**Task brief:** If a line of the records contains the word "PackageManifest", list it.

**Task material:**
══════════════════════════════

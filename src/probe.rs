use colored::Colorize;
use std::path::Path;
use std::process::{Command, Stdio};

/// Decides whether an already installed binary is usable, so repeat installs
/// are cheap no-ops. Never errors: any failure is a "not working" verdict.
pub fn binary_works(path: &Path) -> bool {
    if !path.exists() {
        return false;
    }

    if answers(path, "--version") || answers(path, "--help") {
        return true;
    }

    crate::info_message!("Existing binary not working, reinstalling...");
    false
}

fn answers(path: &Path, arg: &str) -> bool {
    Command::new(path)
        .arg(arg)
        .stdin(Stdio::null())
        .stdout(Stdio::null())
        .stderr(Stdio::null())
        .status()
        .map(|status| status.success())
        .unwrap_or(false)
}
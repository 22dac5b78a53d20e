use crate::error::InstallError;
use crate::utils::{print_status, TagColor};

#[derive(Debug, Clone, Copy, PartialEq, Eq)]
pub enum Os {
    Linux,
    Macos,
    Windows,
}

#[derive(Debug, Clone, Copy, PartialEq, Eq)]
pub enum Arch {
    X86_64,
    Arm64,
}

impl Os {
    /// Capitalized OS token used by the release builder's archive names.
    pub fn release_token(&self) -> &'static str {
        match self {
            Os::Linux => "Linux",
            Os::Macos => "Darwin",
            Os::Windows => "Windows",
        }
    }

    pub fn is_windows(&self) -> bool {
        matches!(self, Os::Windows)
    }
}

impl Arch {
    pub fn release_token(&self) -> &'static str {
        match self {
            Arch::X86_64 => "x86_64",
            Arch::Arm64 => "arm64",
        }
    }
}

#[derive(Debug, Clone)]
pub struct PlatformInfo {
    pub os: Os,
    pub arch: Arch,
    pub raw_os: String,
    pub raw_arch: String,
}

impl PlatformInfo {
    pub fn build() -> Result<Self, InstallError> {
        Self::resolve(std::env::consts::OS, std::env::consts::ARCH)
    }

    /// Maps host-reported identifiers onto release-naming tokens. Both sides
    /// must map or the whole install aborts before touching network or disk.
    pub fn resolve(raw_os: &str, raw_arch: &str) -> Result<Self, InstallError> {
        let os = match raw_os {
            "linux" => Some(Os::Linux),
            "macos" | "darwin" => Some(Os::Macos),
            "windows" | "win32" => Some(Os::Windows),
            _ => None,
        };

        let arch = match raw_arch {
            "x86_64" | "x64" => Some(Arch::X86_64),
            "aarch64" | "arm64" => Some(Arch::Arm64),
            _ => None,
        };

        match (os, arch) {
            (Some(os), Some(arch)) => Ok(PlatformInfo {
                os,
                arch,
                raw_os: raw_os.to_string(),
                raw_arch: raw_arch.to_string(),
            }),
            _ => Err(InstallError::UnsupportedPlatform {
                os: raw_os.to_string(),
                arch: raw_arch.to_string(),
            }),
        }
    }

    /// Binary file name for this platform; Windows executables carry `.exe`.
    pub fn exe_name(&self, base: &str) -> String {
        if self.os.is_windows() {
            format!("{base}.exe")
        } else {
            base.to_string()
        }
    }

    pub fn print_summary(&self) {
        print_status(
            "INFO",
            "Operating System",
            &format!("{} ({})", self.os.release_token(), self.raw_os),
            TagColor::Cyan,
        );
        print_status(
            "INFO",
            "Architecture",
            self.arch.release_token(),
            TagColor::Cyan,
        );
    }
}
use clap::Parser;
use colored::Colorize;
use installer::{release_tag_url, Installer};
use manifest::PackageManifest;
use platform::PlatformInfo;
use types::{InstallBlueprintCli, InstallerCommand};
use utils::{print_banner, print_status, TagColor};

mod constants;
mod error;
mod installer;
mod manifest;
mod platform;
mod probe;
mod types;
mod utils;

#[tokio::main]
async fn main() {
    rustls::crypto::ring::default_provider()
        .install_default()
        .expect("Failed to install rustls crypto provider");

    let args = InstallBlueprintCli::parse();

    match args.command {
        InstallerCommand::Run { dir, force } => {
            print_banner();

            // Platform resolution happens before any network or filesystem work
            let platform = match PlatformInfo::build() {
                Ok(platform) => platform,
                Err(err) => {
                    crate::error_message!("{err}");
                    crate::error_message!(
                        "See {}/releases for supported artifacts",
                        constants::REPO_URL
                    );
                    std::process::exit(1);
                }
            };
            platform.print_summary();

            let manifest = match PackageManifest::load(&dir) {
                Ok(manifest) => manifest,
                Err(err) => {
                    crate::error_message!("{err}");
                    std::process::exit(1);
                }
            };
            print_status("INFO", "Package version", &manifest.version, TagColor::Cyan);

            let installer = Installer::new(platform, manifest.version.clone(), dir, force);
            if let Err(err) = installer.run().await {
                crate::error_message!("Installation failed: {err}");
                crate::error_message!(
                    "Check {} for a matching artifact",
                    release_tag_url(&manifest.version)
                );
                std::process::exit(1);
            }
        }
    }
}
use std::path::PathBuf;
use thiserror::Error;

/// Fatal and per-candidate failure kinds of the install flow. Per-candidate
/// variants (`DownloadFailed`, `TooManyRedirects`) become fatal only once
/// every candidate archive name has been exhausted.
#[derive(Debug, Error)]
pub enum InstallError {
    #[error("Unsupported platform: {os}-{arch}")]
    UnsupportedPlatform { os: String, arch: String },

    #[error("Failed to download {name}: {reason}")]
    DownloadFailed { name: String, reason: String },

    #[error("Too many redirects while fetching {url}")]
    TooManyRedirects { url: String },

    #[error("Extraction failed: {output}")]
    ExtractionFailed { output: String },

    #[error("Binary not found in extracted archive under {}", dir.display())]
    BinaryNotFound { dir: PathBuf },
}
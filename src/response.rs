//! Response type and body re-buffering.

use bytes::Bytes;
use http_body_util::{BodyExt, Full};

/// HTTP response type flowing back through the middleware chain.
pub type Response = http::Response<Full<Bytes>>;

/// Collect the response body and reattach it.
///
/// Returns the captured bytes alongside a response carrying an identical
/// body, so logging the body never changes what the client receives. A
/// collection failure yields empty bytes and an empty body; the status and
/// headers survive either way.
pub async fn buffer_body(response: Response) -> (Response, Bytes) {
    let (parts, body) = response.into_parts();
    let bytes = match body.collect().await {
        Ok(collected) => collected.to_bytes(),
        Err(_) => Bytes::new(),
    };
    let response = http::Response::from_parts(parts, Full::new(bytes.clone()));
    (response, bytes)
}

/// Build a JSON response with the given status.
pub fn json_response(status: http::StatusCode, value: &serde_json::Value) -> Response {
    let body = serde_json::to_vec(value).unwrap_or_default();
    http::Response::builder()
        .status(status)
        .header(http::header::CONTENT_TYPE, "application/json")
        .body(Full::new(Bytes::from(body)))
        .unwrap()
}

══════════════════════════════

**Output:**
use manifest::PackageManifest;
            let manifest = match PackageManifest::load(&dir) {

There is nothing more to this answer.